# NumPy - linear algebra¶

Linear algebra is a branch of mathematics concerned with vector spaces and the mappings between those spaces. NumPy has a package called linalg. This page is meant only to familiarize you with the NumPy’s linear algebra functions for those who are interested.

A $$1 \times N$$ dimensional vector $$x$$

$\begin{split}x = \begin{pmatrix} x_{1} \\ x_{2} \\ \vdots \\ x_{N} \end{pmatrix}\end{split}$

and its transpose $$\mathbf{x}^{T} = (x_{1}, x_{2},\ldots,x_{N})$$ can be expressed in python as

>>> import numpy as np
>>> x = np.array([[1,2,3]]).T
>>> xt = x.T
>>> x.shape
(3, 1)
>>> xt.shape
(1, 3)


A column matrix in NumPy.

$\begin{split}x = \begin{pmatrix} 3 \\ 4 \\ 5 \\ 6 \end{pmatrix}\end{split}$
>>> x = np.array([[3,4,5,6]]).T


A row matrix in NumPy.

$\begin{split}x = \begin{pmatrix} 3 & 4 & 5 & 6 \end{pmatrix}\end{split}$
>>> x = np.array([[3,4,5,6]])


General matrices you are already familiar with.
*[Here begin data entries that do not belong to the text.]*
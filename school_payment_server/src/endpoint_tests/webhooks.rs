use actix_web::{http::StatusCode, test::TestRequest, web};
use chrono::{Duration, Utc};
use school_payment_engine::{
    db_types::{PaymentStatus, ProcessingState},
    events::EventProducers,
    traits::{NotificationLog, OrderManagement},
    SqliteDatabase,
    WebhookApi,
};
use spg_common::Secret;

use super::helpers::{seed_order, send, webhook_body, TestDb};
use crate::{
    config::ServerOptions,
    helpers::calculate_hmac,
    middleware::{HmacMiddlewareFactory, WEBHOOK_SIGNATURE_HEADER},
    routes::WebhookRoute,
};

const HMAC_SECRET: &str = "gateway-webhook-secret";

fn webhook_service(
    api: web::Data<WebhookApi<SqliteDatabase>>,
    hmac_checks: bool,
) -> impl FnOnce(&mut web::ServiceConfig) {
    move |cfg| {
        cfg.app_data(api).app_data(web::Data::new(ServerOptions::default())).service(
            web::scope("/webhook")
                .wrap(HmacMiddlewareFactory::new(WEBHOOK_SIGNATURE_HEADER, Secret::from(HMAC_SECRET), hmac_checks))
                .service(WebhookRoute::<SqliteDatabase>::new()),
        );
    }
}

fn webhook_request(body: String) -> TestRequest {
    TestRequest::post().uri("/webhook").insert_header(("content-type", "application/json")).set_payload(body)
}

fn webhook_api(db: &SqliteDatabase) -> web::Data<WebhookApi<SqliteDatabase>> {
    web::Data::new(WebhookApi::new(db.clone(), EventProducers::default()))
}

#[actix_web::test]
async fn successful_payment_notification() {
    let _ = env_logger::try_init();
    let test_db = TestDb::new().await;
    let order_id = seed_order(&test_db.db, "school-a", 2500).await;
    let api = webhook_api(&test_db.db);

    let req = webhook_request(webhook_body(order_id.as_str(), "SUCCESS", 2500, Utc::now()));
    let (status, body) = send(req, webhook_service(api, false)).await;
    assert_eq!(status, StatusCode::OK);
    assert_eq!(body["accepted"], true);
    assert_eq!(body["order_id"], order_id.as_str());
    assert_eq!(body["status"], "success");

    let stored = test_db.db.fetch_order_status(&order_id).await.unwrap().unwrap();
    assert_eq!(stored.status, PaymentStatus::Success);
    assert_eq!(stored.bank_reference, "YESBNK222");
    let entry = test_db.db.fetch_notification(body["notification_id"].as_str().unwrap()).await.unwrap().unwrap();
    assert_eq!(entry.processing_state, ProcessingState::Completed);
    test_db.tear_down().await;
}

#[actix_web::test]
async fn malformed_notification_is_logged_and_rejected() {
    let _ = env_logger::try_init();
    let test_db = TestDb::new().await;
    let api = webhook_api(&test_db.db);

    let (status, body) = send(webhook_request("{\"order_info\": 42}".into()), webhook_service(api, false)).await;
    assert_eq!(status, StatusCode::BAD_REQUEST);
    assert!(body["error"].as_str().unwrap().contains("Malformed notification"));
    test_db.tear_down().await;
}

#[actix_web::test]
async fn notification_that_is_not_utf8() {
    let _ = env_logger::try_init();
    let test_db = TestDb::new().await;
    let order_id = seed_order(&test_db.db, "school-a", 2500).await;
    let api = webhook_api(&test_db.db);

    let mut body = webhook_body(order_id.as_str(), "SUCCESS", 2500, Utc::now()).into_bytes();
    body.extend_from_slice(&[0xff, 0xfe]);
    let req = TestRequest::post().uri("/webhook").insert_header(("content-type", "application/json")).set_payload(body);
    let (status, body) = send(req, webhook_service(api, false)).await;
    assert_eq!(status, StatusCode::BAD_REQUEST);
    assert!(body["error"].as_str().unwrap().contains("UTF-8"));

    let stored = test_db.db.fetch_order_status(&order_id).await.unwrap().unwrap();
    assert_eq!(stored.status, PaymentStatus::Pending);
    test_db.tear_down().await;
}

#[actix_web::test]
async fn notification_for_unknown_order() {
    let _ = env_logger::try_init();
    let test_db = TestDb::new().await;
    let api = webhook_api(&test_db.db);

    let req = webhook_request(webhook_body("ORD_1745395200000_nosuchord", "SUCCESS", 100, Utc::now()));
    let (status, _) = send(req, webhook_service(api, false)).await;
    assert_eq!(status, StatusCode::NOT_FOUND);
    test_db.tear_down().await;
}

#[actix_web::test]
async fn stale_notification_is_acknowledged_but_not_applied() {
    let _ = env_logger::try_init();
    let test_db = TestDb::new().await;
    let order_id = seed_order(&test_db.db, "school-a", 2500).await;
    let api = webhook_api(&test_db.db);
    let now = Utc::now();

    let req = webhook_request(webhook_body(order_id.as_str(), "SUCCESS", 2500, now));
    let (status, _) = send(req, webhook_service(api.clone(), false)).await;
    assert_eq!(status, StatusCode::OK);

    let req = webhook_request(webhook_body(order_id.as_str(), "PENDING", 2500, now + Duration::seconds(30)));
    let (status, body) = send(req, webhook_service(api, false)).await;
    assert_eq!(status, StatusCode::OK);
    assert_eq!(body["accepted"], false);
    assert_eq!(body["status"], "success");
    assert!(body["reason"].as_str().unwrap().starts_with("stale"));

    let stored = test_db.db.fetch_order_status(&order_id).await.unwrap().unwrap();
    assert_eq!(stored.status, PaymentStatus::Success);
    test_db.tear_down().await;
}

#[actix_web::test]
async fn signed_webhooks() {
    let _ = env_logger::try_init();
    let test_db = TestDb::new().await;
    let order_id = seed_order(&test_db.db, "school-a", 2500).await;
    let api = webhook_api(&test_db.db);
    let body = webhook_body(order_id.as_str(), "SUCCESS", 2500, Utc::now());

    let (status, err) = send(webhook_request(body.clone()), webhook_service(api.clone(), true)).await;
    assert_eq!(status, StatusCode::UNAUTHORIZED);
    assert!(err["error"].as_str().unwrap().contains("signature"));

    let req = webhook_request(body.clone()).insert_header((WEBHOOK_SIGNATURE_HEADER, "bm90IGEgc2lnbmF0dXJl"));
    let (status, _) = send(req, webhook_service(api.clone(), true)).await;
    assert_eq!(status, StatusCode::UNAUTHORIZED);
    let stored = test_db.db.fetch_order_status(&order_id).await.unwrap().unwrap();
    assert_eq!(stored.status, PaymentStatus::Pending);

    let signature = calculate_hmac(HMAC_SECRET, body.as_bytes()).unwrap();
    let req = webhook_request(body).insert_header((WEBHOOK_SIGNATURE_HEADER, signature));
    let (status, receipt) = send(req, webhook_service(api, true)).await;
    assert_eq!(status, StatusCode::OK);
    assert_eq!(receipt["accepted"], true);
    test_db.tear_down().await;
}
$\begin{split} A_{m,n} = \begin{pmatrix} a_{1,1} & a_{1,2} & \cdots & a_{1,n} \\ a_{2,1} & a_{2,2} & \cdots & a_{2,n} \\ \vdots & \vdots & \ddots & \vdots \\ a_{m,1} & a_{m,2} & \cdots & a_{m,n} \end{pmatrix}\end{split}$

### Matrix determinant¶

>>> a = np.array([[3,-9],[2,5]])
>>> np.linalg.det(a)
33.000000000000014


### Matrix inverse¶

>>> A = np.array([[-4,-2],[5,5]])
>>> A
array([[-4, -2],
[ 5,  5]])
>>> invA = np.linalg.inv(A)
>>> invA
array([[-0.5, -0.2],
[ 0.5,  0.4]])

>>> np.round(np.dot(A,invA))
array([[ 1.,  0.],
[ 0.,  1.]])


Because $$AA^{-1} = A^{-1}A = I$$.

### Eigenvalues and Eigenvectors¶

>>> a = np.diag((1, 2, 3))
>>> a
array([[1, 0, 0],
[0, 2, 0],
[0, 0, 3]])
>>> w,v = np.linalg.eig(a)
>>> w;v
array([ 1.,  2.,  3.])
array([[ 1.,  0.,  0.],
[ 0.,  1.,  0.],
[ 0.,  0.,  1.]])


This is by no means a complete list—also the SciPy package has additional functions if this is an area of interest.

## Bibliographic notes¶

1. Duda, R. O., Hart, P. E. & Stork, D. G. Pattern Classification, John Wiley & Sons, Inc., 2001.